Em reunião federal entre a Administração da Receita e o Sindifisco Nacional, foram discutidas propostas para o formato do próximo concurso da Receita Federal. Gabriel Rissato, responsável pela área jurídica do Sindifisco, defendeu o retorno de provas com maior complexidade e de etapas objetivas divididas em blocos, modelo que, segundo ele, permite distinguir as matrizes de conteúdo de auditor-fiscal e analista-tributário.

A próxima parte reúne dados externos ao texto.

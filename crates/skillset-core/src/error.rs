use thiserror::Error;

#[derive(Debug, Error)]
pub enum SkillsetError {
    #[error("unknown tool '{0}': expected claude-code, cursor, copilot, or other")]
    UnknownTool(String),

    #[error("unknown domain: {0}")]
    UnknownDomain(String),

    #[error("unknown skill: {0}")]
    UnknownSkill(String),

    #[error("unknown preset: {0}")]
    UnknownPreset(String),

    #[error("invalid skill id '{0}': must be lowercase alphanumeric with hyphens")]
    InvalidSkillId(String),

    #[error("duplicate skill id in table: {0}")]
    DuplicateSkillId(String),

    #[error("invalid config key: {0}")]
    InvalidConfigKey(String),

    #[error("skill not installed: {0}")]
    NotInstalled(String),

    #[error(transparent)]
    Io(#[from] std::io::Error),

    #[error(transparent)]
    Yaml(#[from] serde_yaml::Error),

    #[error(transparent)]
    Json(#[from] serde_json::Error),
}

pub type Result<T> = std::result::Result<T, SkillsetError>;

A autorização ministerial vigente prevê 146 vagas: 30 para auditor e 116 para analista, cargos com exigência de nível superior em qualquer área, e estabelece prazos para publicação do edital e aplicação das provas. Como referência imediata, cita-se o concurso de 2022, quando a FGV aplicou provas objetivas e discursivas; para auditor, a objetiva foi dividida em dois blocos em turnos distintos, com 200 questões de múltipla escolha e prova dissertativa sobre temas fiscais, cobrando disciplinas como língua portuguesa e inglesa, lógica, direito constitucional e administrativo, direito tributário, auditoria, contabilidade básica e avançada, administração e economia.
Perguntas frequentes
A proposta do Sindifisco prevê retorno a itens de elevado grau de profundidade, provas separadas por blocos e programas de conteúdo diferenciados para cada carreira, preservando a relevância do posto de auditor. Sobre cronograma, a portaria define publicação do edital em até seis meses da autorização e intervalo mínimo de dois meses entre edital e provas.
Ainda não há banca confirmada. Para candidatos, o cenário exige preparação técnica mais intensa: recomenda-se resolver provas anteriores, assistir a videoaulas, estudar legislação atualizada e aprofundar matérias fiscais e contábeis. Especialistas avaliam que o impacto será gradual e positivo.